Still no change. pool version is still slower and I can see in htop that only one core is used also several processes are spawned.

[update2]

At the moment I am reading about @Jan-Philip Gehrcke's suggestion to use multiprocessing.Process() and Queue. But in the meantime I would like to know:

1. Why does my example work for tiago? What could be the reason it is not working on my machine1?
2. Is in my example code any copying between the processes? I intended my code to give each thread one matrix of the matrices list.
3. Is my code a bad example, because I use Numpy?

I learned that often one gets better answer, when the others know my end goal so: I have a lot of files, which are atm loaded and processed in a serial fashion. The processing is CPU intense, so I assume much could be gained by parallelization. My aim is it to call the python function that analyses a file in parallel. Furthermore this function is just an interface to C code, I assume, that makes a difference.

1 Ubuntu 12.04, Python 2.7.3, i7 860 @ 2.80 - Please leave a comment if you need more info.

[update3]

Here are the results from Stefano's example code. For some reason there is no speed up. :/

testing with 16 matrices
base  4.27
   1  5.07
   2  4.76
   4  4.71
   8  4.78
  16  4.79
testing with 32 matrices
base  8.82
   1 10.39
   2 10.58
   4 10.73
   8  9.46
  16  9.54
testing with 64 matrices
base 17.38
   1 19.34
   2 19.62
   4 19.59
   8 19.39
  16 19.34

[update 4] answer to Jan-Philip Gehrcke's comment

Sorry that I haven't made myself clearer. As I wrote in Update 2 my main goal is it to parallelize many serial calls of a 3rd party Python library function. This function is an interface to some C code. I was recommended to use Pool, but this didn't work, so I tried something simpler, the shown above example with numpy. But also there I could not achieve a performance improvement, even though it looks for me 'emberassing parallelizable`. So I assume I must have missed something important. This information is what I am looking for with this question and bounty.

[update 5]

Thanks for all your tremendous input. But reading through your answers only creates more questions for me.

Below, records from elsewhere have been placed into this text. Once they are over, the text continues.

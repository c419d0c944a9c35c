//! In-memory goal collection for the active account.
//!
//! A `GoalStore` is loaded for exactly one account and is thrown away when
//! the selection changes; that re-creation is what enforces account
//! isolation at the domain level. Every mutation validates first, then
//! writes through to the persistence collaborator before updating the
//! in-memory sequence, so the next read always observes the write.

use chrono::{DateTime, Utc};
use log::{debug, info};

use crate::domain::commands::goal::{
    AddGoalCommand, AddGoalResult, RemoveGoalCommand, RemoveGoalResult, ToggleGoalCommand,
    ToggleGoalResult, UpdateGoalCommand, UpdateGoalResult,
};
use crate::domain::errors::{JourneyError, JourneyResult, ValidationError};
use crate::domain::models::goal::Goal;
use crate::storage::traits::GoalStorage;

const MAX_TITLE_LENGTH: usize = 256;

/// Goals of one account, kept in insertion order.
#[derive(Debug)]
pub struct GoalStore<G: GoalStorage> {
    repository: G,
    account_id: String,
    goals: Vec<Goal>,
}

impl<G: GoalStorage> GoalStore<G> {
    /// Load all goals for an account from the persistence collaborator.
    pub fn load(repository: G, account_id: &str) -> JourneyResult<Self> {
        let goals = repository.list_goals(account_id)?;
        debug!("Loaded {} goals for account {}", goals.len(), account_id);
        Ok(Self {
            repository,
            account_id: account_id.to_string(),
            goals,
        })
    }

    /// An empty store for an account whose goals could not be loaded.
    /// Display degrades to "no goals" while the load error is surfaced
    /// separately.
    pub fn empty(repository: G, account_id: &str) -> Self {
        Self {
            repository,
            account_id: account_id.to_string(),
            goals: Vec::new(),
        }
    }

    /// The account this store was loaded for.
    pub fn account_id(&self) -> &str {
        &self.account_id
    }

    /// All goals in insertion order.
    pub fn goals(&self) -> &[Goal] {
        &self.goals
    }

    /// Goals targeted at a given week, insertion order preserved.
    pub fn goals_for_week(&self, week: u8) -> Vec<&Goal> {
        self.goals.iter().filter(|g| g.week == week).collect()
    }

    /// Create a goal: validate, assign id and timestamp, persist, then
    /// append to the in-memory sequence.
    pub fn add(&mut self, command: AddGoalCommand, now: DateTime<Utc>) -> JourneyResult<AddGoalResult> {
        let title = command.title.trim();
        if title.is_empty() {
            return Err(ValidationError::EmptyTitle.into());
        }
        if title.chars().count() > MAX_TITLE_LENGTH {
            return Err(ValidationError::TitleTooLong.into());
        }
        if !Goal::is_valid_week(command.week) {
            return Err(ValidationError::WeekOutOfRange(command.week).into());
        }

        // Ids derive from the creation time; bump the millis when two goals
        // land within the same millisecond.
        let mut millis = now.timestamp_millis() as u64;
        let mut id = Goal::generate_id(&self.account_id, millis);
        while self.goals.iter().any(|g| g.id == id) {
            millis += 1;
            id = Goal::generate_id(&self.account_id, millis);
        }

        let goal = Goal {
            id,
            account_id: self.account_id.clone(),
            week: command.week,
            title: title.to_string(),
            description: command.description.trim().to_string(),
            completed: false,
            created_at: now,
        };

        self.repository.store_goal(&goal)?;
        self.goals.push(goal.clone());

        info!("Added goal {} to week {}", goal.id, goal.week);
        Ok(AddGoalResult { goal })
    }

    /// Edit a goal's title and description. `completed`, `week` and
    /// `created_at` are preserved.
    pub fn update(&mut self, command: UpdateGoalCommand) -> JourneyResult<UpdateGoalResult> {
        let title = command.title.trim();
        if title.is_empty() {
            return Err(ValidationError::EmptyTitle.into());
        }
        if title.chars().count() > MAX_TITLE_LENGTH {
            return Err(ValidationError::TitleTooLong.into());
        }

        let index = self
            .goals
            .iter()
            .position(|g| g.id == command.goal_id)
            .ok_or_else(|| JourneyError::GoalNotFound(command.goal_id.clone()))?;

        let mut updated = self.goals[index].clone();
        updated.title = title.to_string();
        updated.description = command.description.trim().to_string();

        // Persist first; memory only changes once the write-through landed.
        self.repository.update_goal(&updated)?;
        self.goals[index] = updated.clone();

        info!("Updated goal {}", updated.id);
        Ok(UpdateGoalResult { goal: updated })
    }

    /// Flip a goal's completion flag.
    pub fn toggle_complete(&mut self, command: ToggleGoalCommand) -> JourneyResult<ToggleGoalResult> {
        let index = self
            .goals
            .iter()
            .position(|g| g.id == command.goal_id)
            .ok_or_else(|| JourneyError::GoalNotFound(command.goal_id.clone()))?;

        let mut updated = self.goals[index].clone();
        updated.completed = !updated.completed;

        // Persist first; memory only changes once the write-through landed.
        self.repository.update_goal(&updated)?;
        self.goals[index] = updated.clone();

        info!(
            "Toggled goal {} -> completed={}",
            updated.id, updated.completed
        );
        Ok(ToggleGoalResult { goal: updated })
    }

    /// Remove a goal. Removing an absent id is a no-op per the
    /// idempotent-delete policy.
    pub fn remove(&mut self, command: RemoveGoalCommand) -> JourneyResult<RemoveGoalResult> {
        if !self.goals.iter().any(|g| g.id == command.goal_id) {
            debug!("Goal {} already absent, nothing to remove", command.goal_id);
            return Ok(RemoveGoalResult { removed: false });
        }

        self.repository.delete_goal(&self.account_id, &command.goal_id)?;
        self.goals.retain(|g| g.id != command.goal_id);

        info!("Removed goal {}", command.goal_id);
        Ok(RemoveGoalResult { removed: true })
    }
}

For that reason I will read about the basics and create new SO questions when I have a clearer understanding of what I don't know.

解决方案

Regarding the fact that all of your processes are running on the same CPU, see my answer here.

During import, numpy changes the CPU affinity of the parent process, such that when you later use Pool all of the worker processes that it spawns will end up vying for for the same core, rather than using all of the cores available on your machine.

You can call taskset after you import numpy to reset the CPU affinity so that all cores are used:

import numpy as np
import os
from timeit import timeit
from multiprocessing import Pool


def mmul(matrix):
    for i in range(100):
        matrix = matrix * matrix
    return matrix

if __name__ == '__main__':

    matrices = []
    for i in range(4):
        matrices.append(np.random.random_integers(100, size=(1000, 1000)))

    print timeit(lambda: map(mmul, matrices), number=20)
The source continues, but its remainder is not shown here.